- Born: Janina Róża Oyrzanowska 2 May 1918 Warsaw, Regency Kingdom of Poland
- Died: 16 July 2001 (aged 83) Warsaw, Poland
- Other name: Janina Ojrzanowska-Poplewska
- Education: University of Warsaw (DVM, PhD)
- Occupation: Veterinarian
- Years active: 1947 – late 20th century
- Relatives: Robert Fryderyk Stichel (great-grandfather)
- Family: House of Ojrzanowski / Oyrzanowski
- Honours: Righteous Among the Nations, Golden Cross of Merit, Knight's Cross of the Order of Polonia Restituta, Order of the Commission of National Education [pl]
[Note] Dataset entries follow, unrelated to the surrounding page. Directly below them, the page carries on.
use std::path::PathBuf;

use thiserror::Error;

/// A plugin module could not be loaded or introspected. Always isolated to
/// that one plugin: discovery logs it and moves on.
#[derive(Debug, Error)]
pub enum PluginLoadError {
    #[error("io failed at `{path}`: {source}")]
    IoAt {
        path: PathBuf,
        #[source]
        source: std::io::Error,
    },
    #[error("no plugin binary found in `{0}`")]
    NoBinary(PathBuf),
    #[error("several candidate binaries in `{0}`; name one after the plugin directory")]
    AmbiguousBinary(PathBuf),
    #[error("could not start `{path}`: {source}")]
    Spawn {
        path: PathBuf,
        #[source]
        source: std::io::Error,
    },
    #[error("plugin `{plugin}` exports no handler or backend")]
    NoCapability { plugin: String },
    #[error("plugin `{plugin}` exports {count} capabilities, exactly one is allowed")]
    MultipleCapabilities { plugin: String, count: usize },
    #[error("plugin `{plugin}` handler exposes no command names")]
    NoCommands { plugin: String },
    #[error("plugin `{plugin}` handler exposes `{command}` more than once")]
    DuplicateCommand { plugin: String, command: String },
    #[error("plugin `{plugin}` failed during {stage}: {details}")]
    Introspection {
        plugin: String,
        stage: &'static str,
        details: String,
    },
    #[error(transparent)]
    Registry(#[from] RegistryError),
}

/// Binding conflicts inside the registry.
#[derive(Debug, Error, Clone, PartialEq, Eq)]
pub enum RegistryError {
    #[error("command `{command}` is already bound by plugin `{owner}`")]
    CommandTaken { command: String, owner: String },
    #[error("backend `{backend}` is already bound by plugin `{owner}`")]
    BackendTaken { backend: String, owner: String },
}

/// Unknown command or backend name. Surfaces as one failed outcome.
#[derive(Debug, Error, Clone, PartialEq, Eq)]
pub enum DispatchError {
    #[error("command `{0}` not found")]
    CommandNotFound(String),
    #[error("backend `{0}` not found")]
    BackendNotFound(String),
    #[error("could not build command `{command}`: {details}")]
    Build { command: String, details: String },
}

/// A backend call failed or a plugin could not be reached mid-execution.
#[derive(Debug, Error)]
pub enum CommandExecutionError {
    #[error("plugin `{plugin}` is gone")]
    PluginGone { plugin: String },
    #[error("rpc `{method}` to plugin `{plugin}` failed: {details}")]
    Rpc {
        plugin: String,
        method: String,
        details: String,
    },
    #[error("execution `{0}` is unknown to the host")]
    UnknownExecution(String),
}

/// A publisher could not deliver. Swallowed by the fan-out.
#[derive(Debug, Error)]
#[error("delivery through `{publisher}` failed: {details}")]
pub struct TransportDeliveryError {
    pub publisher: String,
    pub details: String,
}

impl TransportDeliveryError {
    pub fn new(publisher: impl Into<String>, details: impl Into<String>) -> Self {
        Self { publisher: publisher.into(), details: details.into() }
    }
}

#[derive(Debug, Error)]
pub enum SignatureError {
    #[error("request carries no signature")]
    Missing,
    #[error("signature does not match the payload")]
    Mismatch,
    #[error("signature could not be checked: {0}")]
    Malformed(String),
    #[error("public key at `{path}` is unusable: {details}")]
    Key { path: PathBuf, details: String },
}

/// Errors reported synchronously to a submitter; nothing is scheduled.
#[derive(Debug, Error)]
pub enum AdmissionError {
    #[error("malformed request: {0}")]
    Malformed(String),
    #[error(transparent)]
    Signature(#[from] SignatureError),
    #[error("job `{0}` not found")]
    UnknownJob(String),
    #[error("job `{0}` has already started")]
    AlreadyStarted(String),
    #[error("job `{0}` has already finished")]
    AlreadyFinished(String),
}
= Janina Oyrzanowska-Poplewska =

Polish academic and veterinarian

Janina Oyrzanowska-Poplewska (2 May 1918 – 16 July 2001) was a Polish academic and veterinarian. A professor at the Warsaw University of Life Sciences, she specialized in epizootiology but her main area of research concerned viral diseases of canines, which led to the development of the first vaccine for canine distemper in Poland.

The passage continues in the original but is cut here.